CHALLENGE - External gear pumps (EGPs) have gained popularity among applications in many ﬁelds like ﬂuid power transmissions and systems, automotive, aerospace thanks to their advantage of simplicity, robustness and low cost. Asymmetric gears represent one of the possible choices to achieve better performance in terms of flow smoothness power to weight ratio. The study focuses on developing a methodology of designing asymmetric involute gear, and formulate analytical expression for the instantaneous ﬂowrate and ﬂow non-uniformity given by asymmetric, non-standard involute gear pumps.
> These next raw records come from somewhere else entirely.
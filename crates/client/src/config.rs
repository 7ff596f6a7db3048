//! Client configuration loaded from environment variables.
//!
//! # Environment Variables
//!
//! ## Optional
//! - `FASHION_STORE_API_URL` - Storefront API base URL (default: `http://localhost:3000/api/`)
//! - `FASHION_STORE_DATA_DIR` - Directory for guest state (default: `.fashion-store`)
//! - `FASHION_STORE_MERGE_ON_LOGIN` - Merge the guest cart and wishlist into the
//!   account on login (default: `false`)

use std::path::PathBuf;

use thiserror::Error;
use url::Url;

use crate::session::LoginMergePolicy;

/// Configuration errors that can occur during loading.
#[derive(Debug, Error)]
pub enum ConfigError {
    #[error("Invalid environment variable {0}: {1}")]
    InvalidEnvVar(String, String),
}

/// Client configuration.
#[derive(Debug, Clone)]
pub struct ClientConfig {
    /// Base URL every API path is joined onto. Always ends with `/`.
    pub api_url: Url,
    /// Where the file-backed key/value store keeps guest state.
    pub data_dir: PathBuf,
    /// What happens to guest state on login.
    pub merge_policy: LoginMergePolicy,
}

impl ClientConfig {
    /// Load configuration from environment variables.
    ///
    /// Calls `dotenvy::dotenv()` to load from `.env` file if present.
    ///
    /// # Errors
    ///
    /// Returns `ConfigError` if a variable is set to an unparseable value.
    pub fn from_env() -> Result<Self, ConfigError> {
        let _ = dotenvy::dotenv();

        let api_url = parse_api_url(&get_env_or_default(
            "FASHION_STORE_API_URL",
            "http://localhost:3000/api/",
        ))?;
        let data_dir = PathBuf::from(get_env_or_default("FASHION_STORE_DATA_DIR", ".fashion-store"));
        let merge_policy = if parse_bool(
            "FASHION_STORE_MERGE_ON_LOGIN",
            &get_env_or_default("FASHION_STORE_MERGE_ON_LOGIN", "false"),
        )? {
            LoginMergePolicy::MergeIntoAccount
        } else {
            LoginMergePolicy::KeepSeparate
        };

        Ok(Self {
            api_url,
            data_dir,
            merge_policy,
        })
    }
}

/// Parse the API base URL, adding the trailing slash `Url::join` needs.
fn parse_api_url(raw: &str) -> Result<Url, ConfigError> {
    let normalized = if raw.ends_with('/') {
        raw.to_string()
    } else {
        format!("{raw}/")
    };
    Url::parse(&normalized)
        .map_err(|e| ConfigError::InvalidEnvVar("FASHION_STORE_API_URL".to_string(), e.to_string()))
}

fn parse_bool(key: &str, value: &str) -> Result<bool, ConfigError> {
    match value.trim().to_ascii_lowercase().as_str() {
        "1" | "true" | "yes" | "on" => Ok(true),
        "0" | "false" | "no" | "off" | "" => Ok(false),
        other => Err(ConfigError::InvalidEnvVar(
            key.to_string(),
            format!("expected a boolean, got '{other}'"),
        )),
    }
}

/// Get an environment variable with a default value.
fn get_env_or_default(key: &str, default: &str) -> String {
    std::env::var(key).unwrap_or_else(|_| default.to_string())
}

#[cfg(test)]
#[allow(clippy::unwrap_used)]
mod tests {
    use super::*;

    #[test]
    fn test_api_url_gets_trailing_slash() {
        let url = parse_api_url("https://shop.example.com/api").unwrap();
        assert_eq!(url.as_str(), "https://shop.example.com/api/");
        assert_eq!(
            url.join("cart").unwrap().as_str(),
            "https://shop.example.com/api/cart"
        );
    }

    #[test]
    fn test_api_url_rejects_garbage() {
        assert!(parse_api_url("not a url").is_err());
    }

    #[test]
    fn test_parse_bool() {
        assert!(parse_bool("K", "TRUE").unwrap());
        assert!(!parse_bool("K", "0").unwrap());
        assert!(parse_bool("K", "maybe").is_err());
    }
}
SOLUTION - These analytical expressions are then used within a multi-objective numerical optimization algorithm aimed at minimizing both the ﬂow non-uniformity and the pump size to achieve a speciﬁc displacement. NSGA-II algorithm in modeFRONTIER was selected and executed for each number of teeth. For any given number of teeth, a Pareto front can be found with more than 1000 design evaluations. In the design selection process, linear Multiple Criteria Decision Maker (MCDM) is selected with equal weights flow non-uniformity (OF1) and volume (OF2).
BENEFITS - Optimization results show that the number of teeth has primary influence on the EGP performance: a higher number of teeth reduces outlet flow oscillations but increases the overall volume of the unit. The resulting optimal profiles are strongly affected by physical constraints such as the minimum contact ratio on drive and coast side, and minimum tip width.